Classical magnetic dipole moment = current * area of loop

-> this can be shown to be proportional to angular momentum
remember to use quantum angular momentum

Question 24

What is a gyromagnetic ratio?

Answer 24

The ratio between magnetic moment and angular momentum.

(be careful with factors of hbar and nuclear magneton)
[ magnetic moment in units of nuclear magneton / angular momentum in units of hbar]
i.e: magnetic moment = gyromagnetic ratio * nuclear magneton / hbar

Question 25

What is the magnetic moment of a nucleus (general vector)?

Answer 25

mu = ( g_l * l + g_s * s) mu_N / hbar

g_l is the orbital gyromagnetic ratio for proton or neutron depending on the valence nucleon.
g_s is intrinsic gyromagnetic ratio for proton/neutron.

mu_N is the nuclear magneton.

Question 26

What are the values for orbital gyromagnetic ratio for protons and neutrons?

Answer 26

1 for protons (charge e)

0 for neutrons (zero charge)

Question 27

What is the difference between the general nuclear magnetic moment vector and the schmidt limits?

Answer 27

In practice, we measure the magnitude of a magnetic moment COMPONENT. Thus, we must construct our theoretical moment in some basis: choose maximum projection along the z-direction. i.e: m_j = j

Question 28

What are the approximations made by the schmidt limits?
What are they appropriate for?

What assumptions do we make when using the schmidt estimates?

Answer 28

Nuclear magnetic moment due to a single valence nucleon.

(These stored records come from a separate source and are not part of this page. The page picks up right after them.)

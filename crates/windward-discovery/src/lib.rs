//! windward-discovery
//!
//! Registry-backed peer directory with a TTL cache and bounded concurrent
//! health probing. Chain-read failures degrade to stale data rather than
//! an empty peer set; probe failures only flip the per-peer health flag.

use std::collections::HashMap;
use std::sync::Arc;
use std::time::{Duration, Instant};

use tokio::sync::{Mutex, Semaphore};
use tracing::{debug, warn};

use windward_chain::ChainAdapter;
use windward_core::constants::{
    DISCOVERY_CACHE_TTL_MS, HEALTH_CHECK_CONCURRENCY, HEALTH_CHECK_TIMEOUT_MS,
};
use windward_core::types::{Address, PeerRecord};

#[derive(Debug, Clone)]
pub struct DiscoveryConfig {
    pub cache_ttl: Duration,
    pub probe_timeout: Duration,
    pub probe_concurrency: usize,
}

impl Default for DiscoveryConfig {
    fn default() -> Self {
        Self {
            cache_ttl: Duration::from_millis(DISCOVERY_CACHE_TTL_MS),
            probe_timeout: Duration::from_millis(HEALTH_CHECK_TIMEOUT_MS),
            probe_concurrency: HEALTH_CHECK_CONCURRENCY,
        }
    }
}

#[derive(Default)]
struct Cache {
    peers: HashMap<Address, PeerRecord>,
    last_refresh: Option<Instant>,
}

pub struct PeerDirectory {
    chain: Arc<dyn ChainAdapter>,
    self_address: Address,
    config: DiscoveryConfig,
    client: reqwest::Client,
    cache: Mutex<Cache>,
}

impl PeerDirectory {
    pub fn new(chain: Arc<dyn ChainAdapter>, self_address: Address, config: DiscoveryConfig) -> Self {
        Self {
            chain,
            self_address,
            config,
            client: reqwest::Client::new(),
            cache: Mutex::new(Cache::default()),
        }
    }

    /// Current peer set. Served from cache while fresh; otherwise re-reads
    /// the registry and merges. On chain-read failure returns stale data.
    pub async fn fetch_peers(&self) -> Vec<PeerRecord> {
        {
            let cache = self.cache.lock().await;
            if let Some(at) = cache.last_refresh {
                if at.elapsed() < self.config.cache_ttl {
                    return cache.peers.values().cloned().collect();
                }
            }
        }

        // Not fresh: read the registry without holding the lock.
        match self.chain.get_all_active_bots().await {
            Ok(bots) => {
                let now = unix_now();
                let mut cache = self.cache.lock().await;
                let mut merged: HashMap<Address, PeerRecord> = HashMap::new();
                for bot in bots {
                    if bot.address == self.self_address {
                        continue;
                    }
                    let record = match cache.peers.get(&bot.address) {
                        // Endpoint change invalidates whatever health we knew.
                        Some(prev) if prev.endpoint == bot.endpoint => PeerRecord {
                            address: bot.address,
                            endpoint: bot.endpoint,
                            pubkey_hash: bot.pubkey_hash,
                            last_known_healthy: prev.last_known_healthy,
                            last_checked: prev.last_checked,
                        },
                        _ => PeerRecord {
                            address: bot.address,
                            endpoint: bot.endpoint,
                            pubkey_hash: bot.pubkey_hash,
                            last_known_healthy: false,
                            last_checked: now,
                        },
                    };
                    merged.insert(bot.address, record);
                }
                cache.peers = merged;
                cache.last_refresh = Some(Instant::now());
                debug!(count = cache.peers.len(), "peer registry refreshed");
                cache.peers.values().cloned().collect()
            }
            Err(e) => {
                warn!(error = %e, "registry read failed, serving stale peers");
                let cache = self.cache.lock().await;
                cache.peers.values().cloned().collect()
            }
        }
    }

    /// Peers that answered the health probe just now. Probes run under a
    /// concurrency bound; failures update the per-peer flag and are not
    /// fatal to discovery.
    pub async fn healthy_peers(&self) -> Vec<PeerRecord> {
        let peers = self.fetch_peers().await;
        let semaphore = Arc::new(Semaphore::new(self.config.probe_concurrency.max(1)));

        let probes = peers.into_iter().map(|peer| {
            let semaphore = Arc::clone(&semaphore);
            let client = self.client.clone();
            let timeout = self.config.probe_timeout;
            async move {
                let _permit = semaphore.acquire().await.expect("semaphore closed");
                let healthy = probe_health(&client, &peer.endpoint, timeout).await;
                (peer, healthy)
            }
        });
        let results = futures::future::join_all(probes).await;

        let now = unix_now();
        let mut cache = self.cache.lock().await;
        let mut healthy = Vec::new();
        for (mut peer, is_healthy) in results {
            peer.last_known_healthy = is_healthy;
            peer.last_checked = now;
            if let Some(entry) = cache.peers.get_mut(&peer.address) {
                entry.last_known_healthy = is_healthy;
                entry.last_checked = now;
            }
            if is_healthy {
                healthy.push(peer);
            }
        }
        healthy
    }

    /// Cached record for one peer, if the registry listed it.
    pub async fn peer(&self, address: &Address) -> Option<PeerRecord> {
        // Serve through fetch_peers so a cold cache still resolves.
        self.fetch_peers()
            .await
            .into_iter()
            .find(|p| p.address == *address)
    }
}

/// A peer is healthy iff GET /p2p/health returns 200 with `status: "healthy"`
/// within the timeout.
async fn probe_health(client: &reqwest::Client, endpoint: &str, timeout: Duration) -> bool {
    let url = format!("{}/p2p/health", endpoint.trim_end_matches('/'));
    let response = match tokio::time::timeout(timeout, client.get(&url).send()).await {
        Ok(Ok(r)) => r,
        _ => return false,
    };
    if !response.status().is_success() {
        return false;
    }
    match response.json::<serde_json::Value>().await {
        Ok(body) => body.get("status").and_then(|s| s.as_str()) == Some("healthy"),
        Err(_) => false,
    }
}

fn unix_now() -> i64 {
    std::time::SystemTime::now()
        .duration_since(std::time::UNIX_EPOCH)
        .map(|d| d.as_secs() as i64)
        .unwrap_or(0)
}

#[cfg(test)]
mod tests {
    use super::*;
    use async_trait::async_trait;
    use std::sync::atomic::{AtomicU32, Ordering};
    use std::sync::Mutex as StdMutex;

    use windward_chain::{BotRecord, ChainError};
    use windward_core::types::{
        Amount, Bet, BetId, BilateralCommitment, CustomPayout, Digest, Nonce,
        SettlementAgreement, Signature, VaultBalance,
    };

    fn addr(b: u8) -> Address {
        Address::from_bytes([b; 20])
    }

    fn bot(b: u8, endpoint: &str) -> BotRecord {
        BotRecord {
            address: addr(b),
            endpoint: endpoint.to_string(),
            pubkey_hash: Digest::from_bytes([b; 32]),
            active: true,
        }
    }

    /// Registry stub: scripted bot lists, counted reads, optional failure.
    struct StubChain {
        bots: StdMutex<Result<Vec<BotRecord>, ()>>,
        reads: AtomicU32,
    }

    impl StubChain {
        fn with(bots: Vec<BotRecord>) -> Self {
            Self { bots: StdMutex::new(Ok(bots)), reads: AtomicU32::new(0) }
        }

        fn set(&self, bots: Result<Vec<BotRecord>, ()>) {
            *self.bots.lock().unwrap() = bots;
        }

        fn reads(&self) -> u32 {
            self.reads.load(Ordering::SeqCst)
        }
    }

    #[async_trait]
    impl ChainAdapter for StubChain {
        async fn approve(&self, _: Address, _: Amount) -> Result<(), ChainError> {
            unimplemented!()
        }
        async fn balance(&self) -> Result<Amount, ChainError> {
            unimplemented!()
        }
        async fn register_bot(&self, _: &str, _: Digest) -> Result<(), ChainError> {
            unimplemented!()
        }
        async fn deregister_bot(&self) -> Result<(), ChainError> {
            unimplemented!()
        }
        async fn get_bot(&self, _: Address) -> Result<Option<BotRecord>, ChainError> {
            unimplemented!()
        }
        async fn get_all_active_bots(&self) -> Result<Vec<BotRecord>, ChainError> {
            self.reads.fetch_add(1, Ordering::SeqCst);
            self.bots
                .lock()
                .unwrap()
                .clone()
                .map_err(|_| ChainError::Transport("registry unreachable".into()))
        }
        async fn deposit_to_vault(&self, _: Amount) -> Result<(), ChainError> {
            unimplemented!()
        }
        async fn withdraw_from_vault(&self, _: Amount) -> Result<(), ChainError> {
            unimplemented!()
        }
        async fn get_vault_balance(&self, _: Address) -> Result<VaultBalance, ChainError> {
            unimplemented!()
        }
        async fn get_vault_nonce(&self, _: Address) -> Result<Nonce, ChainError> {
            unimplemented!()
        }
        fn sign_bilateral_commitment(
            &self,
            _: &BilateralCommitment,
        ) -> Result<Signature, ChainError> {
            unimplemented!()
        }
        async fn commit_bilateral_bet(
            &self,
            _: &BilateralCommitment,
            _: &Signature,
            _: &Signature,
        ) -> Result<BetId, ChainError> {
            unimplemented!()
        }
        fn sign_settlement_agreement(
            &self,
            _: &SettlementAgreement,
        ) -> Result<Signature, ChainError> {
            unimplemented!()
        }
        async fn settle_by_agreement(
            &self,
            _: &SettlementAgreement,
            _: &Signature,
            _: &Signature,
        ) -> Result<(), ChainError> {
            unimplemented!()
        }
        fn sign_custom_payout(&self, _: &CustomPayout) -> Result<Signature, ChainError> {
            unimplemented!()
        }
        async fn custom_payout(
            &self,
            _: &CustomPayout,
            _: &Signature,
            _: &Signature,
        ) -> Result<(), ChainError> {
            unimplemented!()
        }
        async fn request_arbitration(&self, _: BetId) -> Result<(), ChainError> {
            unimplemented!()
        }
        async fn get_bet(&self, _: BetId) -> Result<Bet, ChainError> {
            unimplemented!()
        }
        fn signer_address(&self) -> Address {
            addr(0)
        }
    }

    fn directory(chain: Arc<StubChain>, ttl: Duration) -> PeerDirectory {
        let config = DiscoveryConfig {
            cache_ttl: ttl,
            probe_timeout: Duration::from_millis(300),
            probe_concurrency: 4,
        };
        PeerDirectory::new(chain, addr(0xFF), config)
    }

    #[tokio::test]
    async fn fresh_cache_skips_the_chain() {
        let chain = Arc::new(StubChain::with(vec![bot(1, "http://a"), bot(2, "http://b")]));
        let dir = directory(Arc::clone(&chain), Duration::from_secs(60));

        let first = dir.fetch_peers().await;
        let second = dir.fetch_peers().await;
        assert_eq!(first.len(), 2);
        assert_eq!(second.len(), 2);
        assert_eq!(chain.reads(), 1, "second call within TTL must not re-read");
    }

    #[tokio::test]
    async fn expired_cache_rereads_and_merges() {
        let chain = Arc::new(StubChain::with(vec![bot(1, "http://a"), bot(2, "http://b")]));
        let dir = directory(Arc::clone(&chain), Duration::from_millis(10));

        dir.fetch_peers().await;
        tokio::time::sleep(Duration::from_millis(25)).await;
        // Peer 2 vanished from the registry; peer 3 appeared.
        chain.set(Ok(vec![bot(1, "http://a"), bot(3, "http://c")]));
        let peers = dir.fetch_peers().await;

        assert_eq!(chain.reads(), 2);
        let addrs: Vec<Address> = peers.iter().map(|p| p.address).collect();
        assert!(addrs.contains(&addr(1)));
        assert!(addrs.contains(&addr(3)));
        assert!(!addrs.contains(&addr(2)), "vanished peers are removed");
    }

    #[tokio::test]
    async fn endpoint_change_resets_healthiness() {
        let chain = Arc::new(StubChain::with(vec![bot(1, "http://a")]));
        let dir = directory(Arc::clone(&chain), Duration::from_millis(10));

        dir.fetch_peers().await;
        {
            // Pretend a probe had marked it healthy.
            let mut cache = dir.cache.lock().await;
            cache.peers.get_mut(&addr(1)).unwrap().last_known_healthy = true;
        }
        tokio::time::sleep(Duration::from_millis(25)).await;
        chain.set(Ok(vec![bot(1, "http://moved")]));
        let peers = dir.fetch_peers().await;

        assert_eq!(peers.len(), 1);
        assert_eq!(peers[0].endpoint, "http://moved");
        assert!(!peers[0].last_known_healthy, "endpoint change invalidates health");
    }

    #[tokio::test]
    async fn self_is_excluded() {
        let chain = Arc::new(StubChain::with(vec![bot(1, "http://a"), bot(0xFF, "http://me")]));
        let dir = directory(chain, Duration::from_secs(60));
        let peers = dir.fetch_peers().await;
        assert_eq!(peers.len(), 1);
        assert_eq!(peers[0].address, addr(1));
    }

    #[tokio::test]
    async fn chain_failure_serves_stale_data() {
        let chain = Arc::new(StubChain::with(vec![bot(1, "http://a")]));
        let dir = directory(Arc::clone(&chain), Duration::from_millis(10));

        assert_eq!(dir.fetch_peers().await.len(), 1);
        tokio::time::sleep(Duration::from_millis(25)).await;
        chain.set(Err(()));
        let stale = dir.fetch_peers().await;
        assert_eq!(stale.len(), 1, "stale peers are better than none");
        assert_eq!(stale[0].address, addr(1));
    }

    #[tokio::test]
    async fn unreachable_peer_is_marked_unhealthy() {
        // Nothing listens on port 9 on loopback.
        let chain = Arc::new(StubChain::with(vec![bot(1, "http://127.0.0.1:9")]));
        let dir = directory(chain, Duration::from_secs(60));

        let healthy = dir.healthy_peers().await;
        assert!(healthy.is_empty());

        let cached = dir.fetch_peers().await;
        assert!(!cached[0].last_known_healthy);
    }
}
//! Fill rate limiting and cancellation scoring.
//!
//! The strategy itself is outside the core; these are the guardrails it
//! runs inside. Fills are admitted against a sliding-window counter, and
//! open bets are scored 0–100 for cancellation from deadline proximity,
//! partner health and fill pressure.

use std::collections::VecDeque;
use std::sync::Mutex;
use std::time::{Duration, Instant};

use windward_core::constants::{CANCEL_SCORE_THRESHOLD, FILL_WINDOW_SECS, MAX_FILLS_PER_WINDOW};
use windward_core::error::WindwardError;

/// Sliding-window fill counter.
pub struct FillRateLimiter {
    window: Duration,
    max_fills: u32,
    fills: Mutex<VecDeque<Instant>>,
}

impl Default for FillRateLimiter {
    fn default() -> Self {
        Self::new(Duration::from_secs(FILL_WINDOW_SECS), MAX_FILLS_PER_WINDOW)
    }
}

impl FillRateLimiter {
    pub fn new(window: Duration, max_fills: u32) -> Self {
        Self { window, max_fills, fills: Mutex::new(VecDeque::new()) }
    }

    /// Admit one fill, or reject with a policy error when the window is full.
    pub fn try_acquire(&self) -> Result<(), WindwardError> {
        let mut fills = self.fills.lock().expect("rate limiter lock poisoned");
        let cutoff = Instant::now() - self.window;
        while fills.front().is_some_and(|&t| t < cutoff) {
            fills.pop_front();
        }
        if fills.len() as u32 >= self.max_fills {
            return Err(WindwardError::RateLimited(format!(
                "{} fills in the last {:?}",
                fills.len(),
                self.window
            )));
        }
        fills.push_back(Instant::now());
        Ok(())
    }

    /// Window utilization in [0, 1].
    pub fn load(&self) -> f64 {
        let mut fills = self.fills.lock().expect("rate limiter lock poisoned");
        let cutoff = Instant::now() - self.window;
        while fills.front().is_some_and(|&t| t < cutoff) {
            fills.pop_front();
        }
        fills.len() as f64 / self.max_fills.max(1) as f64
    }
}

/// Inputs to the per-bet cancel score.
#[derive(Debug, Clone, Copy)]
pub struct CancelInputs {
    /// Seconds until the bet's resolution deadline.
    pub secs_to_deadline: i64,
    /// Full horizon of the bet (deadline − created-at).
    pub horizon_secs: i64,
    pub partner_healthy: bool,
    /// Fill-window utilization in [0, 1].
    pub fill_load: f64,
}

#[derive(Debug, Clone, Copy)]
pub struct CancelPolicy {
    pub threshold: u32,
}

impl Default for CancelPolicy {
    fn default() -> Self {
        Self { threshold: CANCEL_SCORE_THRESHOLD }
    }
}

impl CancelPolicy {
    /// Score a bet for cancellation, 0 (keep) to 100 (cancel now).
    /// An unhealthy partner contributes 40 points, deadline proximity up to
    /// 30, and fill pressure up to 30.
    pub fn score(&self, inputs: &CancelInputs) -> u32 {
        let mut score = 0.0;
        if !inputs.partner_healthy {
            score += 40.0;
        }

        let frac_remaining = if inputs.horizon_secs <= 0 {
            0.0
        } else {
            (inputs.secs_to_deadline.max(0) as f64 / inputs.horizon_secs as f64).min(1.0)
        };
        score += 30.0 * (1.0 - frac_remaining);

        score += 30.0 * inputs.fill_load.clamp(0.0, 1.0);

        (score.round() as u32).min(100)
    }

    pub fn should_cancel(&self, inputs: &CancelInputs) -> bool {
        self.score(inputs) >= self.threshold
    }
}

Assumes the nucleons to be free. (they are not in reality) –> so the schmidt limits give upper and lower bounds on nuclear magnetic moment
(upper for j = l + 1/2, lower for j = l - 1/2)

We are assuming a very simplistic shell model - levels may change order due to deformation or nucleon imbalance. No collective effects included (usually).

Question 29

How can we estimate the nuclear magnetic moment due to multiple valence nucleons in the framework of schmidt estimates?

Answer 29

We must also consider the magnetic moment due to the TOTAL nuclear angular momentum I (collective motion).

Add a factor of g_R I to the general nuclear magnetic moment vector.
g_R ~ Z/A as only protons contribute to magnetic moment, but neutrons contribute to the total angular momentum.

Question 30

What is some evidence for nuclear deformation?

Answer 30

Charge/matter mean square charge radii increases significantly more than expected for unstable nuclei. This is particularly seen using isotope shifts.
(we expect “picket fence” of X-ray energies for different isotopes, but this is not what we see)

Also, for deformed nuclei, there are rotational excited states, characterised by enhanced E2 transitions and energy ratio 4+/2+ ~ 3.33.

We could measure the spectroscopic quadrupole moment, but this only works if I is not 0 or 1/2.

Question 31

What is the character of a deformed nucleus?

Why is this?

Answer 31

Nuclear potential can be expanded as a multipole (far away from the nucleus).

Monopole term is simply the point charge result.
Dipole term = 0 as the nucleus has good even parity.

Quadrupole term introduces deformation (axially symmetric) (prolate nucleus). It is dependent on Z.

Higher-order deformation would significantly increase energy.

Question 32

What is the difference between intrinsic quadrupole moment and spectroscopic quadrupole moment?

Answer 32

Qo is the moment in the frame of the nucleus (no angular momentum).
-> we can only measure Qs in the lab frame, and it is dependent on the orientation of the nucleus. We measure the component aligned with maximal angular momentum.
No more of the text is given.